Pick out and copy every line below that has the word "ModifierSet".

--- SUPPLIED MATERIAL Enclosed Below ---

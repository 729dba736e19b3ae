//! Per-actor simulation state.
//!
//! Everything the pipeline needs to resolve one combatant lives here:
//! identity, position, health, the weapon copy, timed effects, and the
//! activity state machine. Systems mutate actors through the roster;
//! nothing in this module touches the map or other actors.

use breacher_core::enums::{Condition, EffectKind, EnemyArchetype, Side};
use breacher_core::modifiers::{ModifierSet, StatKind};
use breacher_core::types::{ActorId, Dir8, GridPos, InteractableId, Rgb, Vec2};
use breacher_core::weapons::WeaponSpec;

use breacher_core::interact::InteractVerb;

/// A timed status effect instance. The matching stat modifiers are
/// installed under `"effect:<name>"` sources and expire on their own;
/// this entry exists so systems can ask "is this actor suppressed".
#[derive(Debug, Clone, Copy, PartialEq, Eq)]
pub struct ActiveEffect {
    pub kind: EffectKind,
    /// First tick on which the effect no longer applies.
    pub until_tick: u64,
}

/// An in-progress interactable channel.
#[derive(Debug, Clone, PartialEq, Eq)]
pub struct ChanneledAction {
    pub verb: InteractVerb,
    pub target: InteractableId,
    pub total_ticks: u32,
    pub elapsed_ticks: u32,
}

/// Exclusive activity state. An actor is always in exactly one.
#[derive(Debug, Clone, PartialEq)]
pub enum Activity {
    Idle,
    Moving {
        /// Remaining cells, start excluded, destination last.
        path: Vec<GridPos>,
        /// Index into `path` of the cell currently being entered.
        next: usize,
        /// Fraction of the current step completed, in tiles.
        progress: f64,
    },
    Reloading {
        ticks_left: u32,
    },
    Channeling(ChanneledAction),
}

impl Default for Activity {
    fn default() -> Self {
        Activity::Idle
    }
}

/// A standing fire directive, resolved once per weapon cooldown.
#[derive(Debug, Clone, Copy, PartialEq, Eq)]
pub enum CombatOrder {
    Attack(ActorId),
    Suppress(ActorId),
    SuppressArea(GridPos),
}

/// Overwatch stance: a watched cone and a shot budget.
#[derive(Debug, Clone, Copy, PartialEq)]
pub struct OverwatchState {
    pub facing: Dir8,
    pub cone_half_deg: f64,
    pub range: f64,
    pub shots_left: u32,
}

/// Running per-mission tallies, reported in the mission output.
#[derive(Debug, Clone, Copy, Default, PartialEq, Eq)]
pub struct ActorStats {
    pub shots_fired: u32,
    pub shots_hit: u32,
    pub kills: u32,
    pub damage_dealt: u32,
    pub damage_taken: u32,
    pub ammo_used: u32,
}

#[derive(Debug, Clone)]
pub struct Actor {
    pub id: ActorId,
    pub callsign: String,
    pub side: Side,
    /// Set for enemy-side and drone actors, `None` for crew.
    pub archetype: Option<EnemyArchetype>,
    /// Mission tag for objective matching (e.g. an elimination target).
    pub tag: Option<String>,
    pub tint: Rgb,

    /// Committed grid cell. Authoritative for all rules checks.
    pub pos: GridPos,
    /// Interpolated display position between committed cells.
    pub visual: Vec2,
    /// Cell the actor entered the mission on; patrols anchor here.
    pub spawn: GridPos,

    pub hp: i32,
    pub max_hp: i32,
    pub armor: i32,
    pub condition: Condition,

    pub weapon: WeaponSpec,
    pub magazine: u32,
    pub reserve_ammo: u32,
    /// Ticks until the weapon may fire again.
    pub cooldown_ticks: u32,

    pub move_speed: f64,
    pub accuracy_bonus: f64,
    pub vision_radius: f64,

    pub modifiers: ModifierSet,
    pub effects: Vec<ActiveEffect>,

    pub overwatch: Option<OverwatchState>,
    pub activity: Activity,
    pub combat_order: Option<CombatOrder>,
    /// Most recent attacker, remembered for automatic return fire.
    pub auto_defend: Option<ActorId>,

    pub stats: ActorStats,
}

impl Actor {
    pub fn is_alive(&self) -> bool {
        self.condition == Condition::Alive
    }

    pub fn hp_frac(&self) -> f64 {
        if self.max_hp <= 0 {
            return 0.0;
        }
        self.hp as f64 / self.max_hp as f64
    }

    pub fn has_effect(&self, kind: EffectKind, tick: u64) -> bool {
        self.effects
            .iter()
            .any(|e| e.kind == kind && e.until_tick > tick)
    }

    pub fn is_suppressed(&self, tick: u64) -> bool {
        self.has_effect(EffectKind::Suppressed, tick)
    }

    pub fn is_stunned(&self, tick: u64) -> bool {
        self.has_effect(EffectKind::Stunned, tick)
    }

    pub fn resolved_move_speed(&self, tick: u64) -> f64 {
        self.modifiers.resolve(StatKind::MoveSpeed, self.move_speed, tick)
    }

    /// Full accuracy stat: weapon accuracy plus the actor's bonus, with
    /// modifiers applied over the sum so penalties bite even when the
    /// bonus is zero.
    pub fn resolved_accuracy(&self, tick: u64) -> f64 {
        self.modifiers.resolve(
            StatKind::Accuracy,
            self.weapon.accuracy + self.accuracy_bonus,
            tick,
        )
    }

    pub fn resolved_vision(&self, tick: u64) -> f64 {
        self.modifiers
            .resolve(StatKind::VisionRadius, self.vision_radius, tick)
    }

    fn resolved_fire_rate(&self, tick: u64) -> f64 {
        self.modifiers
            .resolve(StatKind::FireRate, 1.0, tick)
            .max(0.01)
    }

    /// Weapon cooldown in ticks after firing, shortened by fire-rate
    /// modifiers. Never below one tick.
    pub fn scaled_cooldown(&self, tick: u64) -> u32 {
        let ticks = self.weapon.cooldown_ticks as f64 / self.resolved_fire_rate(tick);
        (ticks.round() as u32).max(1)
    }

    /// True when the actor could begin firing this tick: off cooldown,
    /// conscious, and not mid-reload or mid-channel.
    pub fn ready_to_fire(&self, tick: u64) -> bool {
        self.is_alive()
            && self.cooldown_ticks == 0
            && !self.is_stunned(tick)
            && !matches!(
                self.activity,
                Activity::Reloading { .. } | Activity::Channeling(_)
            )
    }

    /// Begin a reload. Callers are responsible for order cancellation;
    /// this only flips the activity.
    pub fn start_reload(&mut self) {
        self.activity = Activity::Reloading {
            ticks_left: self.weapon.reload_ticks,
        };
    }

    /// Drop every order and activity. Used when an actor goes down or
    /// receives a full stand-down.
    pub fn halt(&mut self) {
        self.activity = Activity::Idle;
        self.combat_order = None;
        self.auto_defend = None;
        self.overwatch = None;
    }
}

--- End of Enclosed SUPPLIED MATERIAL ---

ANSWER BOX:
use breacher_core::modifiers::{ModifierSet, StatKind};
    pub modifiers: ModifierSet,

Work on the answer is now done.